START EXTRACTED DATA

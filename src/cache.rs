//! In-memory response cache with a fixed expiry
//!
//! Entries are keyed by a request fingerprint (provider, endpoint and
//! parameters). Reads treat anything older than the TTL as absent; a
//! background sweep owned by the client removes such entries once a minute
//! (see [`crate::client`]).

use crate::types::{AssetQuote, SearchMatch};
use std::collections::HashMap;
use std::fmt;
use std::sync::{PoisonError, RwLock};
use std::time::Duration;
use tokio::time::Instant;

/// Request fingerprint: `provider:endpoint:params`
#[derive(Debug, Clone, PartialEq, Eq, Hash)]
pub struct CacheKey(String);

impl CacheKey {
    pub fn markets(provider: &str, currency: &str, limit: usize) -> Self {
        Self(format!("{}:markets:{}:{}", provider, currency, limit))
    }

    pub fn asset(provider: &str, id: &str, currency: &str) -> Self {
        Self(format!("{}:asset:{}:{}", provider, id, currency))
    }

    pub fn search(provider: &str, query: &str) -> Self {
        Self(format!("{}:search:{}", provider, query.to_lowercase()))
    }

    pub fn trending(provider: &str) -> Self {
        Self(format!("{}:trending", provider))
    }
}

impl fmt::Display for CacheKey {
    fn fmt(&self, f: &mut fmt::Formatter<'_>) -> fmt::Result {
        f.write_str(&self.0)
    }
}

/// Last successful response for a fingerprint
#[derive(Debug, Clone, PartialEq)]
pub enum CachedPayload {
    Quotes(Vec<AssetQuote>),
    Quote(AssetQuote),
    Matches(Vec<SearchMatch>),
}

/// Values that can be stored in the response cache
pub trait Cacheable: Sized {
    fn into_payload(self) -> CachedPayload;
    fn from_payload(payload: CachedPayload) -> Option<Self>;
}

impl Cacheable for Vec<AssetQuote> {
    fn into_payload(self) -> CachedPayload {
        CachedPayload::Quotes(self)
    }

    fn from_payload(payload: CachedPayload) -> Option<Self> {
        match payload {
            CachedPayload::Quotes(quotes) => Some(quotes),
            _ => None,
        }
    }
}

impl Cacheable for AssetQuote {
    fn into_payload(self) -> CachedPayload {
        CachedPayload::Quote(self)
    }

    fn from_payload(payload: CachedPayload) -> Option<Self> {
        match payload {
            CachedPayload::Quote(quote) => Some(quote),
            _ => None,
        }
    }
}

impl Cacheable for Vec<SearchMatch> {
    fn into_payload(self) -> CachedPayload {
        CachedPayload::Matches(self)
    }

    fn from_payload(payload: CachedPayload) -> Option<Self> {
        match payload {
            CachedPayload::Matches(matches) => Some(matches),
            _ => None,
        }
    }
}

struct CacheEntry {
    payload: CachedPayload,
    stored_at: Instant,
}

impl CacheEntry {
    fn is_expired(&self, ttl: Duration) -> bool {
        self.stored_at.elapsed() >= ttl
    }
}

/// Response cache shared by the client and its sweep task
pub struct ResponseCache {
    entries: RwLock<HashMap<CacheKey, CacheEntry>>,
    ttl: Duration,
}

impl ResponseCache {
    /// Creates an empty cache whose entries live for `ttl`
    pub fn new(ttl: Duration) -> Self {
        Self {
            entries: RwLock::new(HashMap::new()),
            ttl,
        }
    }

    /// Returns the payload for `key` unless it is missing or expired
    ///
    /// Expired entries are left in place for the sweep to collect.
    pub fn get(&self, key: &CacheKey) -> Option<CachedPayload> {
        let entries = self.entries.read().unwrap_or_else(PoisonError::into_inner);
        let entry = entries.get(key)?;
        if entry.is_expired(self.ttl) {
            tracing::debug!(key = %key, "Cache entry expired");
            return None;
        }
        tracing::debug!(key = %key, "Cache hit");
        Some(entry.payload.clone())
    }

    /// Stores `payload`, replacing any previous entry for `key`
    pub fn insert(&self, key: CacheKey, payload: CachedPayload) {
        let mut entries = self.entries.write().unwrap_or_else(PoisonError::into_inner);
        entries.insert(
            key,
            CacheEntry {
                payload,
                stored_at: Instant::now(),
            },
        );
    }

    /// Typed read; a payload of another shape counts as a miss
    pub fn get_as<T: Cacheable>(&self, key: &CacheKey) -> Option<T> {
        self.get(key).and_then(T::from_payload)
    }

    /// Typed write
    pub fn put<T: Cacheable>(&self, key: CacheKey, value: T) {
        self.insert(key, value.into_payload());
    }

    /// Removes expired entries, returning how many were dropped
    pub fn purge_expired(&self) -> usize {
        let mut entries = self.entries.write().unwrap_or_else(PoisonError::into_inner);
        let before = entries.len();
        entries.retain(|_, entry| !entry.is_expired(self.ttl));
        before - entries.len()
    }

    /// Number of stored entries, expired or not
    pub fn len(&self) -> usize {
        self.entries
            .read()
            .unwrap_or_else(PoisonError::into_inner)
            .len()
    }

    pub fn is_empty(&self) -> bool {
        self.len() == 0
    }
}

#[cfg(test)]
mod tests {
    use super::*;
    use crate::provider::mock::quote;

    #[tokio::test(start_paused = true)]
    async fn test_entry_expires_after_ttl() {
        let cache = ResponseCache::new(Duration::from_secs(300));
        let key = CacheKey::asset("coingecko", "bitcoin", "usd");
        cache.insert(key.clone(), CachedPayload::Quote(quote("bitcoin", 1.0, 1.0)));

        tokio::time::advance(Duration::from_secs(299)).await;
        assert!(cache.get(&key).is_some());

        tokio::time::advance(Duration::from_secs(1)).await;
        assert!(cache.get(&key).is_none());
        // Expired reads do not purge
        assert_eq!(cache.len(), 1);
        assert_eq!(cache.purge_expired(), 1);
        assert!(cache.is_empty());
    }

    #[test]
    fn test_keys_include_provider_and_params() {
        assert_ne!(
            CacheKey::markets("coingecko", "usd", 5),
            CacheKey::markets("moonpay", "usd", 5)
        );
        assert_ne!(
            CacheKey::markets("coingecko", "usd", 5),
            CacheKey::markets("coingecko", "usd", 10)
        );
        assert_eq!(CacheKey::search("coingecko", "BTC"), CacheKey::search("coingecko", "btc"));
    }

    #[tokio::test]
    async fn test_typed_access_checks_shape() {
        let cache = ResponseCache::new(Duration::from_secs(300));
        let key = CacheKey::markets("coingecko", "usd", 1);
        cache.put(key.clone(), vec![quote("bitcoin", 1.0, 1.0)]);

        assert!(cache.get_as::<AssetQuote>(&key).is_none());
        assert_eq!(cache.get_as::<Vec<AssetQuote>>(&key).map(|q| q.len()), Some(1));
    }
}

END EXTRACTED DATA

Above are records; repeat only the lines starting at the line with "counts as a miss" and ending at the line with "pub fn purge_expired(&self)", exactly as they appear, both included.

**THE COMPLETED TASK:**
    /// Typed read; a payload of another shape counts as a miss
    pub fn get_as<T: Cacheable>(&self, key: &CacheKey) -> Option<T> {
        self.get(key).and_then(T::from_payload)
    }

    /// Typed write
    pub fn put<T: Cacheable>(&self, key: CacheKey, value: T) {
        self.insert(key, value.into_payload());
    }

    /// Removes expired entries, returning how many were dropped
    pub fn purge_expired(&self) -> usize {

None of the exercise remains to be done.